F’dale school nurse receives state award
Published 2:17 pm Wednesday, June 11, 2008
- Brandy Granade, the school nurse at Fultondale Elementary School, was awarded the Alabama Department of Education 2008 Alabama Practical Nurse of the Year at a ceremony Thursday in Florence.
By Melanie Patterson
The North Jefferson News
As far as anyone at Fultondale Elementary is concerned, Brandy Granade’s real name is Nurse Brandy.
Even the staff and faculty call Granade by her nickname.
A school nurse at Fultondale Elementary School for five years, Granade was awarded the Alabama Department of Education 2008 Alabama Practical Nurse of the Year at a ceremony Thursday in Florence.

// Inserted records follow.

//! Performance span tracking and bottleneck detection
//!
//! Spans are timed units of work (optionally nested) tracked by a
//! [`PerformanceTracker`]. Spans that finish over the slow threshold become
//! [`Bottleneck`] records with heuristic suggestions, and the tracker
//! condenses everything into a single score in [0, 100].

mod span;
mod tracker;

pub use span::{Bottleneck, BottleneckSeverity, PerformanceSpan, SpanLog, SpanStatus};
pub use tracker::{PerformanceMeasurement, PerformanceReport, PerformanceTracker};
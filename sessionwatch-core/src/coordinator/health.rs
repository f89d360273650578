//! Health scoring and recommendations

use std::collections::BTreeMap;

use chrono::{DateTime, Utc};
use serde::{Deserialize, Serialize};

/// Error rate above which the high-error-rate flag is set
const HIGH_ERROR_RATE_LIMIT: f64 = 0.1;

/// Average command latency (seconds) above which the high-latency flag is set
const HIGH_LATENCY_LIMIT_SECS: f64 = 2.0;

/// Completions per minute below which the low-throughput flag is set
const LOW_THROUGHPUT_LIMIT: f64 = 1.0;

/// Connect time (seconds) above which the health score is penalized
const SLOW_CONNECT_LIMIT_SECS: f64 = 5.0;

/// Health snapshot published once per health-check cycle
#[derive(Debug, Clone, PartialEq, Serialize, Deserialize)]
pub struct HealthStatus {
    /// Weighted score in [0, 1]; 1.0 is fully healthy
    pub overall_health: f64,
    /// Global error rate exceeds 10 %
    pub has_high_error_rate: bool,
    /// Average command latency exceeds 2 seconds
    pub has_high_latency: bool,
    /// Fewer than one completed operation per minute
    pub has_low_throughput: bool,
    /// Per-session health, keyed by session id
    pub session_health: BTreeMap<String, bool>,
    /// Remediation hints, present when any flag is set
    pub recommendations: Vec<String>,
    /// When the snapshot was taken
    pub checked_at: DateTime<Utc>,
}

impl Default for HealthStatus {
    fn default() -> Self {
        Self {
            overall_health: 1.0,
            has_high_error_rate: false,
            has_high_latency: false,
            has_low_throughput: false,
            session_health: BTreeMap::new(),
            recommendations: Vec::new(),
            checked_at: Utc::now(),
        }
    }
}

/// Computes the weighted overall health score in [0, 1].
///
/// Starts at 1.0; deducts 0.3 × global error rate, 0.2 × command error
/// rate, 0.1 when connects average over 5 s, and 0.1 when commands average
/// over 2 s.
#[must_use]
pub fn overall_health_score(
    global_error_rate: f64,
    command_error_rate: f64,
    average_connect_secs: f64,
    average_command_secs: f64,
) -> f64 {
    let mut score = 1.0;
    score -= 0.3 * global_error_rate;
    score -= 0.2 * command_error_rate;
    if average_connect_secs > SLOW_CONNECT_LIMIT_SECS {
        score -= 0.1;
    }
    if average_command_secs > HIGH_LATENCY_LIMIT_SECS {
        score -= 0.1;
    }
    score.clamp(0.0, 1.0)
}

/// Evaluates the three health flags
#[must_use]
pub fn health_flags(
    error_rate: f64,
    average_command_secs: f64,
    throughput_per_minute: Option<f64>,
) -> (bool, bool, bool) {
    let high_error_rate = error_rate > HIGH_ERROR_RATE_LIMIT;
    let high_latency = average_command_secs > HIGH_LATENCY_LIMIT_SECS;
    let low_throughput = throughput_per_minute.is_some_and(|t| t < LOW_THROUGHPUT_LIMIT);
    (high_error_rate, high_latency, low_throughput)
}

/// Builds remediation hints for whichever flags are set
#[must_use]
pub fn recommendations_for(
    has_high_error_rate: bool,
    has_high_latency: bool,
    has_low_throughput: bool,
) -> Vec<String> {
    let mut out = Vec::new();
    if has_high_error_rate {
        out.push(
            "Error rate exceeds 10%; inspect recent errors and verify host reachability"
                .to_string(),
        );
    }
    if has_high_latency {
        out.push(
            "Average command latency exceeds 2s; check network conditions and remote load"
                .to_string(),
        );
    }
    if has_low_throughput {
        out.push(
            "Operation throughput is below 1/min; sessions may be stalled or idle".to_string(),
        );
    }
    out
}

“It floored me,” said Granade, a licensed practical nurse, who did not even know she had been nominated.
Granade found out she won when FES assistant principal Reta Hayes made the announcement over the school intercom on May 21. The Alabama Department of Education had just notified her by telephone.
Granade said she could hear teachers throughout the school screaming for joy over the announcement.
The FES teachers and staff had worked hard with many other people to keep Granade’s nomination a secret.
Both Melaney Grubbs, RN, the school nurse at Fultondale High School, and Karen Orton, RN, nurse coordinator for the Jefferson County Board of Education, nominated Granade for the award.
In addition, FES teachers, parents, students and some of Granade’s nurse colleagues wrote letters to the state in support of her nomination.
“Brandy is, without a doubt, one of the most professional, thoughtful and compassionate nurses I have ever had the pleasure to be associated with in my career as a nurse,” said Orton. “Her organization skills are flawless and the nursing care her students and faculty receive at Fultondale Elementary is superb.”
Orton said that Granade “reflects the ideal that every nurse should strive for.”
In just five years, Granade has seen big changes in the schools.
When Granade first became a school nurse five years ago, she had 11 schools assigned to her stretching from Fultondale to Warrior.
Some of the schools she never visited because there was simply not enough time.
A few months after the board of education hired her, they also hired another nurse for northern Jefferson County, cutting Granade’s assigned schools to six.
As the board gradually hired more nurses, Granade served four schools for two years, and then finally last year she was assigned to only one school – FES.
As a school nurse, there is no such thing as a predictable day.
“A lot of what I do is your typical tummy-ache, bumps and bruises,” said Granade. “But you never know what a day will bring. In a school with 700 kids, a day can bring on anything.”
During the cold and flu season, Granade said it is not unusual for 30 to 40 students a day to stop by her office with sore throats, fever, headaches and stomach aches.
That doesn’t even count the daily medications that Granade hands out to students.
Granade said she is fortunate in that Sue Duke, an administrative aid at FES, has received medication assistant training through the Jefferson County Board of Education.
Duke is trained to give out medications when Granade is called away to another part of the school for an emergency or is trying to call a sick child’s parent.
“She’s just great,” said Granade. “She knows all the kids and she’s always willing to step in.”
That is the way the staff and faculty at FES seem to feel about Granade.
“She’s just wonderful,” said Fultondale Elementary School principal Cynde Cornelius. “She’s one of those people that genuinely cares. I think the children know that, the teachers know it and the parents know it.”
Cornelius said that Granade not only takes care of students.
“She’s just as caring with the faculty and staff as she is with the children,” Cornelius said. “She takes care of all of us.”
Before she became a school nurse, Granade worked at St. Vincent’s Hospital for three years and at Gardendale Pediatrics for almost five years.
She and her husband Mike live in Kimberly with their daughters Abby, entering the sixth grade at North Jefferson Middle School in the fall, and Mary Lauren, entering the fifth grade at Bryan Elementary School.